• [The task] Which of the lines below hold the word "instrument"? Pull each of them out.

• [Given entries]
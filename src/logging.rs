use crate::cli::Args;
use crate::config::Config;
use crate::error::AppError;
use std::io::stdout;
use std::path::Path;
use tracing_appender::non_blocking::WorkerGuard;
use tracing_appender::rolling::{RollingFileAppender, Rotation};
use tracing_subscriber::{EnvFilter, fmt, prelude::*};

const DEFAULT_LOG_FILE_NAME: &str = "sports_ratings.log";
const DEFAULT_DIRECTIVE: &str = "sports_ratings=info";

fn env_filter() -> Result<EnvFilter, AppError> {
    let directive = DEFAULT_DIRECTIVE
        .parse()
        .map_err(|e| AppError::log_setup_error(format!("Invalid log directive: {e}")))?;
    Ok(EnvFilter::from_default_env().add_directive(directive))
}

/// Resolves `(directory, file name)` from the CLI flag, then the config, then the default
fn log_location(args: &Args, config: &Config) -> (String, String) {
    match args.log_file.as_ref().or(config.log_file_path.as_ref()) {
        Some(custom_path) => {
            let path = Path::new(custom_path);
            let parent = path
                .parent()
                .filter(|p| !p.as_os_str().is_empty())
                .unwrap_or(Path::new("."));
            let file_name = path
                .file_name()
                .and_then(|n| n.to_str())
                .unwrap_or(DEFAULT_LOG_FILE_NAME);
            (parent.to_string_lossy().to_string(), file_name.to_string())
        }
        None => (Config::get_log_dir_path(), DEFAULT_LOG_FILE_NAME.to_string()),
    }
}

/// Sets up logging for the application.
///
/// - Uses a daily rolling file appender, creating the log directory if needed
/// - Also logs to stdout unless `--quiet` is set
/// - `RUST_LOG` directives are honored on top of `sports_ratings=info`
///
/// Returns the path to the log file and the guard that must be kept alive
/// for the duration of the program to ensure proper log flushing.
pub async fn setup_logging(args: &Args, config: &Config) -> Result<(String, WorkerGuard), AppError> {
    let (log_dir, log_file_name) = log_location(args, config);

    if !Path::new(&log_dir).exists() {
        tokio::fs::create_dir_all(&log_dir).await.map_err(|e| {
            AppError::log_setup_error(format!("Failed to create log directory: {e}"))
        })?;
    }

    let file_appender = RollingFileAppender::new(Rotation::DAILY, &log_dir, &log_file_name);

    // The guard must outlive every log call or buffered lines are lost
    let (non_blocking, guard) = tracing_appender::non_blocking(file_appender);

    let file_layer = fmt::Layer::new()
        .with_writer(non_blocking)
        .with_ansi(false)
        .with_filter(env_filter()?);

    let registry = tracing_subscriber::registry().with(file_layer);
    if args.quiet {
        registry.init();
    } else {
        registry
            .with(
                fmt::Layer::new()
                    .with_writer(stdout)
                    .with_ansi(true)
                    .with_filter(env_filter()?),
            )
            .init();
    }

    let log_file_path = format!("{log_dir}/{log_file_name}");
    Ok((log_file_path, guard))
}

--

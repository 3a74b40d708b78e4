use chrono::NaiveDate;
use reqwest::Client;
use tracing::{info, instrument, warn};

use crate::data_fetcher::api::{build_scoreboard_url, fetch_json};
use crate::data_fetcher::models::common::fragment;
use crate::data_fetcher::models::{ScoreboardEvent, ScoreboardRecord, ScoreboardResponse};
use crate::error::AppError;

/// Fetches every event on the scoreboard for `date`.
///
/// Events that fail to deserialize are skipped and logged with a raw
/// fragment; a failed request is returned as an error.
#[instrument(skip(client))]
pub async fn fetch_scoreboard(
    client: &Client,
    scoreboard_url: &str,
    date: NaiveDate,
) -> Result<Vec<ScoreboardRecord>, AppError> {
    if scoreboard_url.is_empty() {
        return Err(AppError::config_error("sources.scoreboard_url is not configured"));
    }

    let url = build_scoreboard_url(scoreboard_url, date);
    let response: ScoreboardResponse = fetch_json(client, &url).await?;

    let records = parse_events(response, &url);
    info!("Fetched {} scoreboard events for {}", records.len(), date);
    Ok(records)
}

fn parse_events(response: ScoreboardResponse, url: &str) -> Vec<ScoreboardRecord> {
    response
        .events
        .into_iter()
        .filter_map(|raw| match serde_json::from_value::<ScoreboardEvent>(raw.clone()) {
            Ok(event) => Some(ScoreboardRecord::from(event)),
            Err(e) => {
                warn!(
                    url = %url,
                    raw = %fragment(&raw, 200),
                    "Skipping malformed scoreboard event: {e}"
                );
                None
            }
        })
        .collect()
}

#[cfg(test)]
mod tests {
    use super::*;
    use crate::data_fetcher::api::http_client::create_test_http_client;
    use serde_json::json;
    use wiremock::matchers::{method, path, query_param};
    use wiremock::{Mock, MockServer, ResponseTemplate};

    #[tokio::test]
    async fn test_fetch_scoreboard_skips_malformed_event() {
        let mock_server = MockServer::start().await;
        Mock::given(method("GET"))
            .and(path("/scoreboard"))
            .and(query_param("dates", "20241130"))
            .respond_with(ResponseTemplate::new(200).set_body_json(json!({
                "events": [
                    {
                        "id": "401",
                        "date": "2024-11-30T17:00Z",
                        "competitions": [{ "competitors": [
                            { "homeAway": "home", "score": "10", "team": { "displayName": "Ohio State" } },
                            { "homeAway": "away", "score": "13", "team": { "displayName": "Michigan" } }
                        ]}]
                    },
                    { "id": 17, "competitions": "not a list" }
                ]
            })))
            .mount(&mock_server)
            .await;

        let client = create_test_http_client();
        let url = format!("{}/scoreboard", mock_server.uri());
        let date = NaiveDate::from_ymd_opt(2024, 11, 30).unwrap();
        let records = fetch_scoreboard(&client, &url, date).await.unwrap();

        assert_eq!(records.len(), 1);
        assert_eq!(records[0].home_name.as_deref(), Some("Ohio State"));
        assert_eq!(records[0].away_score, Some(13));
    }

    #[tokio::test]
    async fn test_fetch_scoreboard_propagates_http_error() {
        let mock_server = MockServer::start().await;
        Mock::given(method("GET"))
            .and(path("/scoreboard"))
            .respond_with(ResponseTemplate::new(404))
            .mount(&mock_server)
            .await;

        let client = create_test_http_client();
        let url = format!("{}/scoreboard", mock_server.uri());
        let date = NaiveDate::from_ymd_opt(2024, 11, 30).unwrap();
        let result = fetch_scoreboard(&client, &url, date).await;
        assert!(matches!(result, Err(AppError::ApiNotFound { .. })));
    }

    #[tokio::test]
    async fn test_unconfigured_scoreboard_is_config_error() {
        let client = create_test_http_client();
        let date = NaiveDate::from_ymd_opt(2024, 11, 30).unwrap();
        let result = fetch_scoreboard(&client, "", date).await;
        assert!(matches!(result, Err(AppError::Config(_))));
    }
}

• [Task answer]
use tracing::{info, instrument, warn};
#[instrument(skip(client))]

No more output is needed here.